The Barossa’s restaurants source from closed flock ducks (where no adults are introduced to the flock, in a bid to keep them healthier) and minimal-spray fruits and vegetables. Seasonal produce comes and goes in just days here, and the food scene is driven by the relationship between speciality producers and the growing ranks of chefs. The Barossa Valley Cheese Company – cow and goat milk cheeses handmade by a former winemaker – recently more than doubled the size of its storefront to accommodate demand.
Meanwhile, the much loved Barossa Farmer’s Market, which operates on Saturday mornings, has become one of South Australia’s premiere culinary destinations, with finicky chefs queueing for the best cherries, honey, oyster mushrooms and microgreens. Local sourcing, an embarrassment of riches, has become an obsession for many. “I used to play golf to clear my head,” says Little. “But now I forage for wild mushrooms.”

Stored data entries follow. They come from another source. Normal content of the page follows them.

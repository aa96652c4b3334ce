//! Rocket Science application layer.
//!
//! Owns the progression and lab state, wires it to persistent storage and
//! notifies listeners of module unlocks.

#![warn(missing_docs)]

pub mod config;
pub mod error;
pub mod state;

pub use config::{AppConfig, DEFAULT_DATA_DIR};
pub use error::{AppError, Result};
pub use state::{AppState, AUDIO_KEY, CAREER_KEY, ONBOARDING_KEY, PROGRESS_KEY};
//! Rocket Science CLI - lessons, launch lab and Moon Mission.

use std::path::PathBuf;
use std::sync::Arc;
use anyhow::Result;
use clap::{Parser, Subcommand};
use rand::rngs::StdRng;
use rand::SeedableRng;
use rocketsci_app::{AppConfig, AppState};
use rocketsci_core::{Catalog, LaunchDesign, ModuleStatus};
use rocketsci_lab::MissionPhase;
use rocketsci_storage::JsonStorage;
use tracing::info;
use tracing_subscriber::EnvFilter;

#[derive(Parser)]
#[command(name = "rocketsci")]
#[command(about = "Learn rocket science: lessons, launch lab and Moon Mission", long_about = None)]
struct Cli {
    /// Configuration file (TOML)
    #[arg(long, default_value = "rocketsci.toml")]
    config: PathBuf,

    /// Directory for saved progress (overrides the config file)
    #[arg(long)]
    data_dir: Option<PathBuf>,

    #[command(subcommand)]
    command: Commands,
}

#[derive(Subcommand)]
enum Commands {
    /// List modules and lessons
    Modules,
    /// Mark a lesson complete
    Complete {
        /// Lesson ID
        lesson: String,
    },
    /// Evaluate a rocket design
    Launch {
        /// Thrust (kN)
        #[arg(long, default_value = "300")]
        thrust: f64,
        /// Fuel mass (kg)
        #[arg(long, default_value = "5000")]
        fuel: f64,
        /// Payload mass (kg)
        #[arg(long, default_value = "200")]
        payload: f64,
    },
    /// Show progress and career stats
    Stats,
    /// Fly the Moon Mission
    Mission {
        /// RNG seed for a repeatable flight
        #[arg(long)]
        seed: Option<u64>,
    },
    /// Reset saved state (progress and career when no flag is given)
    Reset {
        /// Clear completed lessons
        #[arg(long)]
        progress: bool,
        /// Zero career stats
        #[arg(long)]
        career: bool,
        /// Show onboarding again
        #[arg(long)]
        onboarding: bool,
    },
    /// Finish onboarding and accept the disclaimer
    Onboard,
    /// Show or change audio settings
    Audio {
        /// Mute all sound
        #[arg(long, conflicts_with = "unmute")]
        mute: bool,
        /// Unmute
        #[arg(long)]
        unmute: bool,
        /// Music volume (0-1)
        #[arg(long)]
        music: Option<f32>,
        /// Effects volume (0-1)
        #[arg(long)]
        sfx: Option<f32>,
    },
}

#[tokio::main]
async fn main() -> Result<()> {
    tracing_subscriber::fmt()
        .with_env_filter(EnvFilter::try_from_default_env().unwrap_or_else(|_| EnvFilter::new("info")))
        .init();

    let cli = Cli::parse();

    let mut config = AppConfig::load_or_default(Some(cli.config.as_path())).await?;
    if let Some(dir) = cli.data_dir {
        config.data_dir = dir;
    }

    // Open storage
    let storage = JsonStorage::new(&config.data_dir).await?;
    info!("Using data directory {}", storage.root().display());
    let mut state = AppState::load(storage, Arc::new(Catalog::reference()), &config).await?;

    match cli.command {
        Commands::Modules => {
            let summary = state.progress_summary();
            println!(
                "Lessons {}/{} ({:.0}%)",
                summary.completed_lessons, summary.total_lessons, summary.percentage
            );
            for module in state.catalog().modules() {
                let status = state
                    .module_completion_status(module.id.as_str())
                    .unwrap_or(ModuleStatus::Locked);
                println!("{} {} - {} [{}]", format_status(status), module.id, module.title, module.subtitle);
                if !status.is_unlocked() {
                    continue;
                }
                for lesson in &module.lessons {
                    let mark = if state.is_lesson_completed(lesson.id.as_str()) { "x" } else { " " };
                    println!("    [{}] {:5} {} ({})", mark, lesson.id, lesson.title, lesson.duration);
                }
            }
        }
        Commands::Complete { lesson } => {
            state.on_module_unlocked(|event| {
                println!("Module unlocked: {}!", event.title);
            });

            if state.catalog().lesson(&lesson).is_none() {
                println!("Unknown lesson: {}", lesson);
                return Ok(());
            }
            if let Some(blocker) = state.blocking_prerequisite(&lesson) {
                println!("Lesson {} is locked. Complete \"{}\" to unlock", lesson, blocker.title);
                return Ok(());
            }
            let already = state.is_lesson_completed(&lesson);
            state.mark_lesson_complete(lesson.as_str()).await;
            if already {
                println!("Lesson {} was already complete", lesson);
            } else {
                println!("Completed lesson {}", lesson);
            }
        }
        Commands::Launch { thrust, fuel, payload } => {
            state.validate_design(&LaunchDesign::new(thrust, fuel, payload))?;

            let report = state.evaluate_launch(thrust, fuel, payload).await;
            println!("Design: {} kN thrust, {} kg fuel, {} kg payload", thrust, fuel, payload);
            println!("  Total mass: {:.0} kg", report.total_mass_kg);
            println!("  Thrust-to-weight: {:.2}", report.thrust_to_weight);
            println!("  Delta-v: {:.0} m/s", report.delta_v);
            println!("{}", report.outcome.status());
            println!("  {}", report.details());
            if report.altitude_km > 0 {
                println!("  Max altitude: {} km", report.altitude_km);
            }
        }
        Commands::Stats => {
            let summary = state.progress_summary();
            let stats = state.career_stats();
            println!("Rocket Science Status");
            println!(
                "  Lessons: {}/{} ({:.0}%)",
                summary.completed_lessons, summary.total_lessons, summary.percentage
            );
            println!("  Modules completed: {}/{}", summary.completed_modules(), summary.modules.len());
            println!("  Simulations: {}", stats.simulation_count);
            println!(
                "  Successful launches: {} ({:.0}%)",
                stats.successful_launches,
                stats.success_rate() * 100.0
            );
            println!("  Best altitude: {} km", stats.best_altitude_km);
        }
        Commands::Mission { seed } => {
            let mut rng = match seed {
                Some(seed) => StdRng::seed_from_u64(seed),
                None => StdRng::from_entropy(),
            };
            let end = state.fly_mission(&mut rng);

            let mission = state.mission();
            for phase in mission.completed_phases() {
                println!(
                    "  {} complete - {} ({:.1}s)",
                    phase.name(),
                    phase.description(),
                    phase.duration().as_secs_f32()
                );
            }
            match end {
                MissionPhase::Success => println!("Mission Complete! You landed on the Moon!"),
                _ => println!(
                    "Mission Failed: {}",
                    mission.failure_reason().unwrap_or("unknown failure")
                ),
            }
            println!(
                "Score {} | Attempts {} | Success rate {:.0}%",
                mission.score(),
                mission.attempts(),
                mission.success_rate() * 100.0
            );
        }
        Commands::Reset { progress, career, onboarding } => {
            let all = !(progress || career || onboarding);
            if progress || all {
                state.reset_progress().await;
                println!("Progress reset");
            }
            if career || all {
                state.reset_career_stats().await;
                println!("Career stats reset");
            }
            if onboarding {
                state.reset_onboarding().await;
                println!("Onboarding reset");
            }
        }
        Commands::Onboard => {
            state.complete_onboarding().await;
            state.accept_disclaimer().await;
            println!("Welcome aboard!");
        }
        Commands::Audio { mute, unmute, music, sfx } => {
            let muted = state.audio().is_muted;
            if (mute && !muted) || (unmute && muted) {
                state.toggle_mute().await;
            }
            if let Some(volume) = music {
                state.set_music_volume(volume).await;
            }
            if let Some(volume) = sfx {
                state.set_sfx_volume(volume).await;
            }

            let audio = state.audio();
            println!("Audio");
            println!("  Muted: {}", audio.is_muted);
            println!("  Music volume: {:.2}", audio.music_volume);
            println!("  Effects volume: {:.2}", audio.sfx_volume);
        }
    }

    Ok(())
}

fn format_status(status: ModuleStatus) -> &'static str {
    match status {
        ModuleStatus::Locked => "LOCKED",
        ModuleStatus::Unlocked => "OPEN  ",
        ModuleStatus::Completed => "DONE  ",
    }
}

Saskia Beer – daughter to TV chef and Barossa trailblazer Maggie Beer – recently returned to the area to breed heritage pigs and fowl. At Farmhouse, the mother-daughter duo sell everything from local jams and olive oils to free-range chickens and smoked meats, and provide a fair trade marketplace for small, independent producers.
But Hentley Farm might be the Barossa’s most charming example of hyper-seasonal dining. Colwill offers about 20 menu items at any given time, and about 60 per cent of the menu changes from week to week, depending on what’s good. Marron, a local shellfish similar to crayfish, might reach peak sweetness for four weeks at the most, while the much prized local asparagus might only last a single day. (One year, sheep got into the asparagus patch and that was that – much to the disheartenment of the local culinary community.)
“They’ve been growing and cooking with these ingredients for generations and good, honest produce is just part of the legacy here,” Colwill says about the Barossa’s foodie heritage. And then he says, warmly: “I grew up on a farm with orchards, chickens and quails, but Barossa growers are the most judgemental farmers I’ve ever met.”
Travel essentials
Getting there
Qantas flies to Adelaide from Heathrow via Dubai and Sydney from around £780 return. From there, Barossa is an hour’s drive.
Staying there
The Louise has doubles from A$585 (£326), B&B.